Chateaubriand et Napoléon
Par Alain Bagnoud
Dans les Mémoires d'outre-tombe, Chateaubriand use de plusieurs moyens pour dévaloriser le jeune Bonaparte, l'ennemi, celui à qui il s'est opposé politiquement toute sa vie, celui aussi dont la réputation lui fait de l'ombre.
Premier argument: Napoléon n'est pas français. Une question de dates. Wikipédia par exemple fixe la naissance du futur empereur au 15 août 1769. C'est faux, dit Chateaubriand. Il se base sur une brochure de M. Eckart et sur la preuve suivante: l'acte de célébration du mariage de Bonaparte et Joséphine porte la date du 5 février 1768, d'après l'acte de naissance délivré par l'officier civil. Napoléon a fait disparaître ce document en 1810, lorsqu'il s'est remarié. Le fait est consigné par l'officier civil.
Qu'est-ce que ça change? Eh bien, né en 68, Napoléon n'est pas français puisque la Corse appartenait encore à l'Italie.
Deuxième argument: non content de ne pas être un d'eux, Napoléon détestait les Français. Il a milité d'abord pour l'indépendance de la Corse, et ce n'est qu'en voyant qu'il pouvait se servir des continentaux qu'il a changé son fusil d'épaule. Mais il les a toujours considéré comme des étrangers. « Cette phrase lui échappait: - Vous autres Français! »
Troisième argument: les Buonaparte sont une famille noble, et c'est même à cause de ça que Napoléon a été nommé capitaine d'artillerie par Louis XVI. Cette affirmation-là vise à prouver deux choses. D'abord que le Corse était un traître à sa caste, sans honneur – contrairement à Chateaubriand à qui on ne peut en tout pas pas reprocher ça. Ensuite qu'il a confisqué une révolution populaire dont il était l'ennemi naturel à son profit.
Sans cesse, l'écrivain trace un portrait de Napoléon en monstre. C'est-à-dire à proprement parler quelqu'un à qui ne s'appliquent pas les normes usuelles.

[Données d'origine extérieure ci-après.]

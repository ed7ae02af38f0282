use nalgebra::Matrix1x4;
use num::Float;
use std::fmt::Debug;

/* ------------------------------------------------------------------------------
 * Type aliases
 * ------------------------------------------------------------------------------ */
pub type Xyah<T> = Matrix1x4<T>;

/* ------------------------------------------------------------------------------
 * Rect struct
 * ------------------------------------------------------------------------------ */

/// Axis-aligned box stored as top-left x/y, width and height.
#[derive(Debug, Clone, PartialEq)]
pub struct Rect<T>
where
    T: Debug + Float,
{
    tlwh: Matrix1x4<T>,
}

impl<T> Rect<T>
where
    T: Debug + Float + 'static,
{
    pub fn new(x: T, y: T, width: T, height: T) -> Self {
        Self {
            tlwh: Matrix1x4::new(x, y, width, height),
        }
    }

    #[inline(always)]
    pub fn x(&self) -> T {
        self.tlwh[(0, 0)]
    }

    #[inline(always)]
    pub fn set_x(&mut self, x: T) {
        self.tlwh[(0, 0)] = x;
    }

    #[inline(always)]
    pub fn y(&self) -> T {
        self.tlwh[(0, 1)]
    }

    #[inline(always)]
    pub fn set_y(&mut self, y: T) {
        self.tlwh[(0, 1)] = y;
    }

    #[inline(always)]
    pub fn width(&self) -> T {
        self.tlwh[(0, 2)]
    }

    #[inline(always)]
    pub fn set_width(&mut self, width: T) {
        self.tlwh[(0, 2)] = width;
    }

    #[inline(always)]
    pub fn height(&self) -> T {
        self.tlwh[(0, 3)]
    }

    #[inline(always)]
    pub fn set_height(&mut self, height: T) {
        self.tlwh[(0, 3)] = height;
    }

    /// Plain `width * height`, as used by the output area filter.
    pub fn area(&self) -> T {
        self.width() * self.height()
    }

    /// Intersection over union with the inclusive pixel convention:
    /// every extent is measured as `x2 - x1 + 1`.
    pub fn calc_iou(&self, other: &Rect<T>) -> T {
        let one = T::one();
        let [ax1, ay1, ax2, ay2] = self.get_tlbr();
        let [bx1, by1, bx2, by2] = other.get_tlbr();

        let iw = ax2.min(bx2) - ax1.max(bx1) + one;
        if iw <= T::zero() {
            return T::zero();
        }
        let ih = ay2.min(by2) - ay1.max(by1) + one;
        if ih <= T::zero() {
            return T::zero();
        }

        let a_area = (ax2 - ax1 + one) * (ay2 - ay1 + one);
        let b_area = (bx2 - bx1 + one) * (by2 - by1 + one);
        let inter = iw * ih;
        inter / (a_area + b_area - inter)
    }

    /// Get bounding box as [center_x, center_y, aspect_ratio, height]
    pub fn get_xyah(&self) -> Xyah<T> {
        let two = T::from(2).unwrap_or_else(T::one);
        Matrix1x4::new(
            self.x() + self.width() / two,
            self.y() + self.height() / two,
            self.width() / self.height(),
            self.height(),
        )
    }

    /// Create Rect from [center_x, center_y, aspect_ratio, height]
    pub fn from_xyah(cx: T, cy: T, aspect: T, height: T) -> Self {
        let two = T::from(2).unwrap_or_else(T::one);
        let width = aspect * height;
        Self::new(cx - width / two, cy - height / two, width, height)
    }

    /// Get bounding box as [x1, y1, x2, y2] format
    pub fn get_tlbr(&self) -> [T; 4] {
        [
            self.x(),
            self.y(),
            self.x() + self.width(),
            self.y() + self.height(),
        ]
    }

    /// Create Rect from [x1, y1, x2, y2] format
    pub fn from_tlbr(x1: T, y1: T, x2: T, y2: T) -> Self {
        Self::new(x1, y1, x2 - x1, y2 - y1)
    }

    pub fn get_tlwh(&self) -> [T; 4] {
        [self.x(), self.y(), self.width(), self.height()]
    }
}

#[cfg(test)]
mod tests {
    use super::*;
    use nearly_eq::assert_nearly_eq;

    #[test]
    fn test_identical_boxes_have_unit_iou() {
        let a = Rect::new(0.0_f32, 0.0, 1.0, 1.0);
        assert_nearly_eq!(a.calc_iou(&a.clone()), 1.0, 1e-6);
    }

    #[test]
    fn test_disjoint_boxes_have_zero_iou() {
        let a = Rect::new(0.0_f32, 0.0, 10.0, 10.0);
        let b = Rect::new(50.0_f32, 50.0, 10.0, 10.0);
        assert_eq!(a.calc_iou(&b), 0.0);
        assert_eq!(b.calc_iou(&a), 0.0);
    }

    #[test]
    fn test_touching_edges_overlap_by_one_pixel() {
        // x2 of a == x1 of b, inclusive convention counts one shared column
        let a = Rect::new(0.0_f32, 0.0, 9.0, 9.0);
        let b = Rect::new(9.0_f32, 0.0, 9.0, 9.0);
        // inter = 1 * 10, union = 100 + 100 - 10
        assert_nearly_eq!(a.calc_iou(&b), 10.0 / 190.0, 1e-6);
    }

    #[test]
    fn test_partial_overlap() {
        let a = Rect::new(10.0_f32, 10.0, 20.0, 20.0);
        let b = Rect::new(12.0_f32, 11.0, 20.0, 20.0);
        // inter = 19 * 20, areas = 21 * 21
        let expected = 380.0 / (441.0 + 441.0 - 380.0);
        assert_nearly_eq!(a.calc_iou(&b), expected, 1e-6);
    }

    #[test]
    fn test_xyah_roundtrip() {
        let rect = Rect::new(10.0_f32, 20.0, 30.0, 60.0);
        let xyah = rect.get_xyah();
        assert_eq!(xyah, Matrix1x4::new(25.0, 50.0, 0.5, 60.0));
        let back = Rect::from_xyah(xyah[0], xyah[1], xyah[2], xyah[3]);
        assert_eq!(back, rect);
    }

    #[test]
    fn test_tlbr_and_area() {
        let rect = Rect::from_tlbr(1.0_f32, 2.0, 11.0, 7.0);
        assert_eq!(rect.get_tlwh(), [1.0, 2.0, 10.0, 5.0]);
        assert_eq!(rect.get_tlbr(), [1.0, 2.0, 11.0, 7.0]);
        assert_eq!(rect.area(), 50.0);
    }
}
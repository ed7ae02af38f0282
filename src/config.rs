use crate::error::TrackError;
use serde::{Deserialize, Serialize};

/*-----------------------------------------------------------------------------
ByteTrackerConfig
-----------------------------------------------------------------------------*/

/// Construction-time parameters of a [`ByteTracker`](crate::ByteTracker).
///
/// Missing fields fall back to their defaults when deserialized, so a config
/// file only needs to name what it overrides.
#[derive(Debug, Clone, PartialEq, Serialize, Deserialize)]
#[serde(default)]
pub struct ByteTrackerConfig {
    /// Detections at or above this score are "high"; the rest are "low".
    pub track_thresh: f32,
    /// IoU-distance gate of the high-score stage.
    pub match_thresh: f32,
    /// IoU-distance gate of the low-score rescue stage.
    pub low_match_thresh: f32,
    /// IoU-distance gate for unconfirmed tracks.
    pub unconfirmed_match_thresh: f32,
    /// Tracked/lost pairs closer than this are duplicates.
    pub duplicate_thresh: f32,
    /// Frames of tolerated occlusion at 30 fps.
    pub track_buffer: usize,
    pub frame_rate: usize,
    /// Tracks whose box area does not exceed this are not emitted.
    pub min_box_area: f32,
}

impl Default for ByteTrackerConfig {
    fn default() -> Self {
        Self {
            track_thresh: 0.5,
            match_thresh: 0.8,
            low_match_thresh: 0.5,
            unconfirmed_match_thresh: 0.7,
            duplicate_thresh: 0.15,
            track_buffer: 30,
            frame_rate: 30,
            min_box_area: 10.0,
        }
    }
}

impl ByteTrackerConfig {
    pub fn with_track_thresh(self, track_thresh: f32) -> Self {
        Self {
            track_thresh,
            ..self
        }
    }

    pub fn with_match_thresh(self, match_thresh: f32) -> Self {
        Self {
            match_thresh,
            ..self
        }
    }

    pub fn with_track_buffer(self, track_buffer: usize) -> Self {
        Self {
            track_buffer,
            ..self
        }
    }

    pub fn with_frame_rate(self, frame_rate: usize) -> Self {
        Self { frame_rate, ..self }
    }

    pub fn with_min_box_area(self, min_box_area: f32) -> Self {
        Self {
            min_box_area,
            ..self
        }
    }

    /// Number of frames a lost track survives, scaled by the frame rate.
    pub fn max_time_lost(&self) -> usize {
        (self.frame_rate as f32 / 30.0 * self.track_buffer as f32) as usize
    }

    pub fn validate(&self) -> Result<(), TrackError> {
        let thresholds = [
            ("track_thresh", self.track_thresh),
            ("match_thresh", self.match_thresh),
            ("low_match_thresh", self.low_match_thresh),
            ("unconfirmed_match_thresh", self.unconfirmed_match_thresh),
            ("duplicate_thresh", self.duplicate_thresh),
        ];
        for (name, value) in thresholds {
            if !(0.0..=1.0).contains(&value) {
                return Err(TrackError::InvalidConfig(format!(
                    "{} must be within [0, 1], but got {}",
                    name, value
                )));
            }
        }

        if self.frame_rate == 0 {
            return Err(TrackError::InvalidConfig(
                "frame_rate must be positive".to_string(),
            ));
        }

        if !self.min_box_area.is_finite() || self.min_box_area < 0.0 {
            return Err(TrackError::InvalidConfig(format!(
                "min_box_area must be a non-negative finite number, but got {}",
                self.min_box_area
            )));
        }

        Ok(())
    }
}
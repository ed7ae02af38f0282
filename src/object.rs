use crate::rect::Rect;

/*------------------------------------------------------------------------------
Object struct
------------------------------------------------------------------------------*/

/// One detector output for the current frame.
#[derive(Debug, Clone, PartialEq)]
pub struct Object {
    pub rect: Rect<f32>,
    pub class_id: usize,
    pub score: f32,
}

impl Object {
    pub fn new(rect: Rect<f32>, class_id: usize, score: f32) -> Self {
        Self {
            rect,
            class_id,
            score,
        }
    }

    pub fn from_tlwh(
        x: f32,
        y: f32,
        width: f32,
        height: f32,
        score: f32,
        class_id: usize,
    ) -> Self {
        Self::new(Rect::new(x, y, width, height), class_id, score)
    }

    pub fn get_rect(&self) -> Rect<f32> {
        self.rect.clone()
    }

    pub fn get_score(&self) -> f32 {
        self.score
    }

    pub fn get_class_id(&self) -> usize {
        self.class_id
    }
}
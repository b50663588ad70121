//! Recipe API Client
//!
//! Fetch layer in front of TheMealDB. Every cacheable call consults the
//! response cache first, keyed by the full request URL.

use std::time::Duration;

use reqwest::{header::ACCEPT, Client, Url};
use serde::de::DeserializeOwned;
use serde_json::Value;
use tracing::{debug, error};

use crate::cache::SharedCache;
use crate::error::{Result, ServiceError};
use crate::meals::models::{CategoriesEnvelope, Category, Meal, MealSummary, MealsEnvelope};

/// Characters of an invalid body kept in the log line.
const BODY_PREVIEW_LEN: usize = 100;

// == Meal DB Client ==
#[derive(Debug, Clone)]
pub struct MealDbClient {
    http: Client,
    base_url: String,
    cache: SharedCache<Value>,
}

impl MealDbClient {
    /// Creates a client for `base_url` that reads through `cache`.
    pub fn new(base_url: &str, timeout: Duration, cache: SharedCache<Value>) -> Result<Self> {
        let http = Client::builder()
            .timeout(timeout)
            .build()
            .map_err(|e| ServiceError::Internal(format!("failed to build HTTP client: {}", e)))?;

        Ok(Self {
            http,
            base_url: base_url.trim_end_matches('/').to_string(),
            cache,
        })
    }

    // == Search ==
    /// Meals whose name matches `query`. A blank query yields no results
    /// without touching the network.
    pub async fn search_meals(&self, query: &str) -> Result<Vec<Meal>> {
        if query.trim().is_empty() {
            return Ok(Vec::new());
        }
        let url = self.endpoint("search.php", &[("s", query)])?;
        let envelope: MealsEnvelope<Meal> = decode(self.fetch_json(&url).await?)?;
        Ok(envelope.meals.unwrap_or_default())
    }

    // == Lookup ==
    pub async fn meal_by_id(&self, id: &str) -> Result<Option<Meal>> {
        let url = self.endpoint("lookup.php", &[("i", id)])?;
        let envelope: MealsEnvelope<Meal> = decode(self.fetch_json(&url).await?)?;
        Ok(envelope.meals.and_then(|meals| meals.into_iter().next()))
    }

    // == Random ==
    /// A random meal. Never cached, so repeated calls stay random.
    pub async fn random_meal(&self) -> Result<Option<Meal>> {
        let url = self.endpoint("random.php", &[])?;
        let body = self.request_text(&url).await?;
        let envelope: MealsEnvelope<Meal> = decode(parse_body(&url, &body)?)?;
        Ok(envelope.meals.and_then(|meals| meals.into_iter().next()))
    }

    // == Categories ==
    pub async fn categories(&self) -> Result<Vec<Category>> {
        let url = self.endpoint("categories.php", &[])?;
        let envelope: CategoriesEnvelope = decode(self.fetch_json(&url).await?)?;
        Ok(envelope.categories.unwrap_or_default())
    }

    /// Summaries of every meal in `category`.
    pub async fn meals_in_category(&self, category: &str) -> Result<Vec<MealSummary>> {
        let url = self.endpoint("filter.php", &[("c", category)])?;
        let envelope: MealsEnvelope<MealSummary> = decode(self.fetch_json(&url).await?)?;
        Ok(envelope.meals.unwrap_or_default())
    }

    // == Fetch JSON ==
    /// Cache-through GET. Only bodies that parse as JSON are stored.
    async fn fetch_json(&self, url: &str) -> Result<Value> {
        let cached = self.cache.lock().await.get(url);
        if let Some(value) = cached {
            return Ok(value);
        }

        let body = self.request_text(url).await?;
        let value = parse_body(url, &body)?;

        self.cache.lock().await.set(url, value.clone(), None);
        Ok(value)
    }

    async fn request_text(&self, url: &str) -> Result<String> {
        debug!("GET {}", url);

        let response = self
            .http
            .get(url)
            .header(ACCEPT, "application/json")
            .send()
            .await
            .map_err(|e| {
                error!("Fetch failed for {}: {}", url, e);
                ServiceError::Upstream(format!("request to {} failed", url))
            })?;

        let status = response.status();
        if !status.is_success() {
            error!("Fetch failed for {}: status {}", url, status);
            return Err(ServiceError::Upstream(format!(
                "API Error: {} {}",
                status.as_u16(),
                status.canonical_reason().unwrap_or_default()
            )));
        }

        Ok(response.text().await?)
    }

    /// Full request URL; doubles as the cache key.
    fn endpoint(&self, path: &str, params: &[(&str, &str)]) -> Result<String> {
        let raw = format!("{}/{}", self.base_url, path);
        let url = if params.is_empty() {
            Url::parse(&raw)
        } else {
            Url::parse_with_params(&raw, params)
        };
        url.map(String::from)
            .map_err(|e| ServiceError::Internal(format!("invalid upstream URL {}: {}", raw, e)))
    }
}

fn parse_body(url: &str, body: &str) -> Result<Value> {
    serde_json::from_str(body).map_err(|_| {
        let preview: String = body.chars().take(BODY_PREVIEW_LEN).collect();
        error!(
            "Invalid JSON received from {}. Response preview: {}",
            url, preview
        );
        ServiceError::InvalidResponse("Invalid API response (not JSON)".to_string())
    })
}

fn decode<T: DeserializeOwned>(value: Value) -> Result<T> {
    serde_json::from_value(value)
        .map_err(|e| ServiceError::InvalidResponse(format!("unexpected payload shape: {}", e)))
}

Son orgueil est incommensurable, son ambition infinie. Il ne se préoccupe pas de durer, de construire mais seulement de conquérir. Ce qu'il édifie, il le bouleverse presque immédiatement, changeant les alliances, les règles, les souverains à sa guise. Exemple frappant: son retour lors des Cent-jours est condamné d'avance et il le sait: les forces coalisées ne sont pas encore dissoutes et lui doit reconstruire une armée. Mais le désir de conquête immédiate est plus fort que la raison.
Tout préoccupé de lui et de lui seul, il utilise la France, les Français, puis tous les peuples de l'Europe comme des instruments. Les souffrances des civils et des soldats le laissent insensible, quand il ne montre pas une schadenfreude bien inquiétante.
La réputation d'humanité du petit caporal et ses soucis proclamés du soldat? De la propagande et de la démagogie. Contrairement ce qu'affirme le tableau de Gros par exemple, aucun contact n'a e lieu avec les pestiférés de Jaffa. Il n'a pas hésité à mitrailler la foule ou à ordonner des exécutions de masse de prisonniers.
Bien pire pour sa légende: très courageux sur les champs de bataille où il se pensait protégé par la destinée, Napoléon se montre pleutre quand il doit affronter personnellement des dangers. On le voit quand il traverse les rangs des Français hostiles lors de sa première abdication.
Et le positif? Parce que quand même, notre auteur doit lui reconnaître quelque chose! Oui: c'est un organisateur habile, un codificateur correct, un travailleur acharné, et surtout un général de génie, stratège et improvisateur, qui supplante tout le monde.
Mais (Chateaubriand n'a garde de l'oublier), un piètre écrivain!
Rêvant de triompher dans les lettres comme Hitler dans la peinture, Bonaparte a voulu faire une carrière littéraire (entre 1784 et 1793) et il a lamentablement échoué.
Et surtout, François-René maîtrisait mieux l'orthographe...
Commentaires
Tolstoï fait de Napoléon un simple bouffon, une coque vide...
Dans La Guerre et la Paix. La théorie de Tostoï, si je me souviens bien, est que les grands hommes se contentent de suivre la foule en prétendant qu'ils sont responsables de ses mouvements. C'est une manière de diminuer l'importance de Napoléon et de ne pas lui attribuer ses victoires contre la Russie, que les soldats français, d'après Tolstoï, ont remportées grâce à leur enthousiasme post-révolutionnaire.